(Records drawn from a dataset)
# # # # # # #
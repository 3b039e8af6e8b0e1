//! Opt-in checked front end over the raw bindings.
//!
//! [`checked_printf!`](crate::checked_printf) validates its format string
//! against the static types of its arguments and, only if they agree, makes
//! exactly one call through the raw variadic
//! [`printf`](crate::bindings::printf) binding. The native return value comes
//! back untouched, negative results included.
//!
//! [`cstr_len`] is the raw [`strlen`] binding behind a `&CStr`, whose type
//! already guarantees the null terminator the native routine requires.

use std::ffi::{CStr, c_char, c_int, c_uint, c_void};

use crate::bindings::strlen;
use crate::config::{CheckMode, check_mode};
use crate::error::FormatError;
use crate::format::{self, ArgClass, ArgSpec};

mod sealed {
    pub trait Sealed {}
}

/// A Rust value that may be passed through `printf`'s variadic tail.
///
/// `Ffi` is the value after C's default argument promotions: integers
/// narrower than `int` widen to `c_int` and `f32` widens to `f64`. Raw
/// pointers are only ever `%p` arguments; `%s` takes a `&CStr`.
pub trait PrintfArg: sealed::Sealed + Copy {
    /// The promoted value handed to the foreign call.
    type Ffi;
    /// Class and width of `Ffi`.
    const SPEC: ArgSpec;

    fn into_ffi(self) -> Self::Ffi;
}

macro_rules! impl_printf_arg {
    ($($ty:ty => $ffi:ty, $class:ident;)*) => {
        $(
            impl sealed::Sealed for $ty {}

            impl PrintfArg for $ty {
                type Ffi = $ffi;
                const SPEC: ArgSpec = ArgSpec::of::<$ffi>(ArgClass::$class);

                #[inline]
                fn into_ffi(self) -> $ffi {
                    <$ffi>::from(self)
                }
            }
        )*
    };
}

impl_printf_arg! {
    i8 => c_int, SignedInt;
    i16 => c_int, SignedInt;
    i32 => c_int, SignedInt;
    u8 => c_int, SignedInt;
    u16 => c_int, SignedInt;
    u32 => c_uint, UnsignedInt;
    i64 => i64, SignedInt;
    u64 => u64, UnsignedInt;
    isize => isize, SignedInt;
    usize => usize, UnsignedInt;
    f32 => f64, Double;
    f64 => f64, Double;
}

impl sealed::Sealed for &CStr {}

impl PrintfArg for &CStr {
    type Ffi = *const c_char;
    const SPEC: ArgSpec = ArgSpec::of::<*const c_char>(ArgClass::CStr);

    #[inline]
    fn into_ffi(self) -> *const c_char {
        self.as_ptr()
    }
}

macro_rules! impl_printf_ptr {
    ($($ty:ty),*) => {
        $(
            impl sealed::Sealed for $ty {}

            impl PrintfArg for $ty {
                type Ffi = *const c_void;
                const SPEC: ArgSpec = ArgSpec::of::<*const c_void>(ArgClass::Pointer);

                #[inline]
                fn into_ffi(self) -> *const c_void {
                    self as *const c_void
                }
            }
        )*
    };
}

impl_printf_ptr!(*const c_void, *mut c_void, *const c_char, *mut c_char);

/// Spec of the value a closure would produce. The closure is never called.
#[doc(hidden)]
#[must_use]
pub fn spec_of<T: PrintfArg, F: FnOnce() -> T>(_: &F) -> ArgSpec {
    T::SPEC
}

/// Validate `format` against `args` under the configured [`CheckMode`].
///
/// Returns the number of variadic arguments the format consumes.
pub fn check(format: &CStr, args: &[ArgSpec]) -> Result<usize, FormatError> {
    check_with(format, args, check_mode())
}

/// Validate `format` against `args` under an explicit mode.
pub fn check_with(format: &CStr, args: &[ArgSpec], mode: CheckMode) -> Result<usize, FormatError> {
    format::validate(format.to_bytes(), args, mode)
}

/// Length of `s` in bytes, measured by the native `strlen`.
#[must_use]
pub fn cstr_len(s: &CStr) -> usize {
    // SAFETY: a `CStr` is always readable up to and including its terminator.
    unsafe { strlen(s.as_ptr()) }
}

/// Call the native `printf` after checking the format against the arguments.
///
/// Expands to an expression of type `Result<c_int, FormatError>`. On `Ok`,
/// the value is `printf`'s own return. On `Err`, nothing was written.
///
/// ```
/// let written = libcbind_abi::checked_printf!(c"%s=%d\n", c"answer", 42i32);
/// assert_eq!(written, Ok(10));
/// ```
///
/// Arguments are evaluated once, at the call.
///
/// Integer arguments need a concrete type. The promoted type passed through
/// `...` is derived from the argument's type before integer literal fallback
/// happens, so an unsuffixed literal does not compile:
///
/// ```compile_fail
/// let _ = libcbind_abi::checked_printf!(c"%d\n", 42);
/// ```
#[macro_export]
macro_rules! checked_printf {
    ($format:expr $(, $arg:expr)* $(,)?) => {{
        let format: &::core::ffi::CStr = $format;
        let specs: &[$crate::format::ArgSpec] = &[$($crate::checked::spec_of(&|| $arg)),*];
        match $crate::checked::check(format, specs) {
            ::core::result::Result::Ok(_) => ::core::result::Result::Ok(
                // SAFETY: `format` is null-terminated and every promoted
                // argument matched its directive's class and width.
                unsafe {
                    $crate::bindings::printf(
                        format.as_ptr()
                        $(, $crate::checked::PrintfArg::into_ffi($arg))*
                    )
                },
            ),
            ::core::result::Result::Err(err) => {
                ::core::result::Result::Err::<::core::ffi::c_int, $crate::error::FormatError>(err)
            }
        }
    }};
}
# # # # # # #
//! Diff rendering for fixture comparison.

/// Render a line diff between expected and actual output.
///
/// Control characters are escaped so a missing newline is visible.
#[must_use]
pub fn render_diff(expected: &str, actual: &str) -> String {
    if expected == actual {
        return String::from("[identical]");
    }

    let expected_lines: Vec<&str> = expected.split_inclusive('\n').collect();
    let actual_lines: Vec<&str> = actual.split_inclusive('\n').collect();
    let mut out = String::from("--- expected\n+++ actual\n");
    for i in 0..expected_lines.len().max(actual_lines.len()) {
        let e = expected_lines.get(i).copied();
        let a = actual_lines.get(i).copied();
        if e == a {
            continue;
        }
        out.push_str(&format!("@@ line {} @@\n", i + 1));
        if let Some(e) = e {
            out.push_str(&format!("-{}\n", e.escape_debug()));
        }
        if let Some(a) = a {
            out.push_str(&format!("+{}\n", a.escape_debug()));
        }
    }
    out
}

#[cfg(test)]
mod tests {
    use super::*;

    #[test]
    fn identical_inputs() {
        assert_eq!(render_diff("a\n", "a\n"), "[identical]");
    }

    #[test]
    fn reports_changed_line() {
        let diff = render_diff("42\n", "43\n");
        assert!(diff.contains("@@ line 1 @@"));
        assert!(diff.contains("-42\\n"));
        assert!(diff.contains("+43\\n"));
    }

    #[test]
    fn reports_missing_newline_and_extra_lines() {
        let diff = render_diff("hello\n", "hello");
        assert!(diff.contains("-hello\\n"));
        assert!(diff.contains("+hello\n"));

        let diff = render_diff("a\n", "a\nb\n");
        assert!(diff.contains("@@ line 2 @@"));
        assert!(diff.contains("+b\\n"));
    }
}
# # # # # # #
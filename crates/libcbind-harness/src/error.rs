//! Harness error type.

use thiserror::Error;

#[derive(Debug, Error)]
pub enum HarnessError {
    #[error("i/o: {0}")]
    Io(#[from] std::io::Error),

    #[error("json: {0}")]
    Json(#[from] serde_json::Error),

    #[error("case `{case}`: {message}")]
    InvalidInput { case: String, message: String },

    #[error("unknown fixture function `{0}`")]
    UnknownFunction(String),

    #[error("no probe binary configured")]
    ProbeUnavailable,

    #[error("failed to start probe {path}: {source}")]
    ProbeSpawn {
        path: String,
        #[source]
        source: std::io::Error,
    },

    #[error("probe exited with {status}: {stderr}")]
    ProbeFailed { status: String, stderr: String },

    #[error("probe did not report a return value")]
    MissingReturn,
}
# # # # # # #
_YOUR INSTRUCTIONS_
In the entries above, find each line with "against" and copy it.

_TASK ANSWER_
//! against the static types of its arguments and, only if they agree, makes
/// Validate `format` against `args` under the configured [`CheckMode`].
/// Validate `format` against `args` under an explicit mode.
/// Call the native `printf` after checking the format against the arguments.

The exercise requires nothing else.